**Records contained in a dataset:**

use colored::Colorize;
use indexmap::IndexSet;
use schemata_core::{Record, record_id};
use schemata_schema::{Field, SearchText};
use serde_json::Value;
use tabled::builder::Builder;
use tabled::settings::Style;

use crate::cli::OutputFormat;

pub fn print_value(value: &Value, format: OutputFormat) {
    match format {
        OutputFormat::Json => println!("{}", pretty(value)),
        OutputFormat::Table => print_records_table(value),
    }
}

pub fn print_success(msg: &str) {
    eprintln!("{} {}", "✓".green(), msg);
}

pub fn print_warning(msg: &str) {
    eprintln!("{} {}", "!".yellow(), msg);
}

pub fn print_error(msg: &str) {
    eprintln!("{} {}", "✗".red(), msg);
}

fn pretty(value: &Value) -> String {
    serde_json::to_string_pretty(value).unwrap_or_else(|_| value.to_string())
}

/// One row per field.
pub fn print_schema_table(type_name: &str, schema: &[Field]) {
    println!("{} {}", "Type:".cyan(), type_name.cyan());
    let mut builder = Builder::default();
    builder.push_record(["Name", "Type", "Label", "Required", "Group"]);
    for field in schema {
        builder.push_record([
            field.name.as_str(),
            field.field_type.as_str(),
            field.label.as_deref().unwrap_or("-"),
            if field.required { "yes" } else { "" },
            field.group.as_deref().unwrap_or("-"),
        ]);
    }
    println!("{}", builder.build().with(Style::rounded()));
}

pub fn print_search_texts(texts: &[(String, Vec<SearchText>)]) {
    let mut builder = Builder::default();
    builder.push_record(["ID", "Weight", "Silent", "Text"]);
    for (id, entries) in texts {
        for entry in entries {
            builder.push_record([
                id.clone(),
                entry.weight.to_string(),
                entry.silent.to_string(),
                entry.text.clone(),
            ]);
        }
    }
    println!("{}", builder.build().with(Style::rounded()));
}

fn print_records_table(value: &Value) {
    let records: Vec<&Record> = match value {
        Value::Array(items) => items.iter().filter_map(Value::as_object).collect(),
        Value::Object(record) => vec![record],
        other => {
            println!("{}", pretty(other));
            return;
        }
    };
    if records.is_empty() {
        println!("No records.");
        return;
    }

    let mut columns: IndexSet<&str> = IndexSet::new();
    for record in &records {
        columns.extend(record.keys().map(String::as_str));
    }
    let mut builder = Builder::default();
    builder.push_record(columns.iter().copied());
    for record in &records {
        builder.push_record(columns.iter().map(|column| cell(record.get(*column))));
    }
    println!("{}", builder.build().with(Style::rounded()));
    println!("Total: {}", records.len());
}

fn cell(value: Option<&Value>) -> String {
    match value {
        None | Some(Value::Null) => "-".to_string(),
        Some(Value::String(s)) => s.clone(),
        Some(Value::Object(related)) => match record_id(related) {
            Some(id) => format!("→{id}"),
            None => Value::Object(related.clone()).to_string(),
        },
        Some(other) => other.to_string(),
    }
}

**YOUR TASK:**
For this exercise, write all the records out again exactly.

**ANSWER BOX:**
use colored::Colorize;
use indexmap::IndexSet;
use schemata_core::{Record, record_id};
use schemata_schema::{Field, SearchText};
use serde_json::Value;
use tabled::builder::Builder;
use tabled::settings::Style;

use crate::cli::OutputFormat;

pub fn print_value(value: &Value, format: OutputFormat) {
    match format {
        OutputFormat::Json => println!("{}", pretty(value)),
        OutputFormat::Table => print_records_table(value),
    }
}

pub fn print_success(msg: &str) {
    eprintln!("{} {}", "✓".green(), msg);
}

pub fn print_warning(msg: &str) {
    eprintln!("{} {}", "!".yellow(), msg);
}

pub fn print_error(msg: &str) {
    eprintln!("{} {}", "✗".red(), msg);
}

fn pretty(value: &Value) -> String {
    serde_json::to_string_pretty(value).unwrap_or_else(|_| value.to_string())
}

/// One row per field.
pub fn print_schema_table(type_name: &str, schema: &[Field]) {
    println!("{} {}", "Type:".cyan(), type_name.cyan());
    let mut builder = Builder::default();
    builder.push_record(["Name", "Type", "Label", "Required", "Group"]);
    for field in schema {
        builder.push_record([
            field.name.as_str(),
            field.field_type.as_str(),
            field.label.as_deref().unwrap_or("-"),
            if field.required { "yes" } else { "" },
            field.group.as_deref().unwrap_or("-"),
        ]);
    }
    println!("{}", builder.build().with(Style::rounded()));
}

pub fn print_search_texts(texts: &[(String, Vec<SearchText>)]) {
    let mut builder = Builder::default();
    builder.push_record(["ID", "Weight", "Silent", "Text"]);
    for (id, entries) in texts {
        for entry in entries {
            builder.push_record([
                id.clone(),
                entry.weight.to_string(),
                entry.silent.to_string(),
                entry.text.clone(),
            ]);
        }
    }
    println!("{}", builder.build().with(Style::rounded()));
}

fn print_records_table(value: &Value) {
    let records: Vec<&Record> = match value {
        Value::Array(items) => items.iter().filter_map(Value::as_object).collect(),
        Value::Object(record) => vec![record],
        other => {
            println!("{}", pretty(other));
            return;
        }
    };
    if records.is_empty() {
        println!("No records.");
        return;
    }

    let mut columns: IndexSet<&str> = IndexSet::new();
    for record in &records {
        columns.extend(record.keys().map(String::as_str));
    }
    let mut builder = Builder::default();
    builder.push_record(columns.iter().copied());
    for record in &records {
        builder.push_record(columns.iter().map(|column| cell(record.get(*column))));
    }
    println!("{}", builder.build().with(Style::rounded()));
    println!("Total: {}", records.len());
}

fn cell(value: Option<&Value>) -> String {
    match value {
        None | Some(Value::Null) => "-".to_string(),
        Some(Value::String(s)) => s.clone(),
        Some(Value::Object(related)) => match record_id(related) {
            Some(id) => format!("→{id}"),
            None => Value::Object(related.clone()).to_string(),
        },
        Some(other) => other.to_string(),
    }
}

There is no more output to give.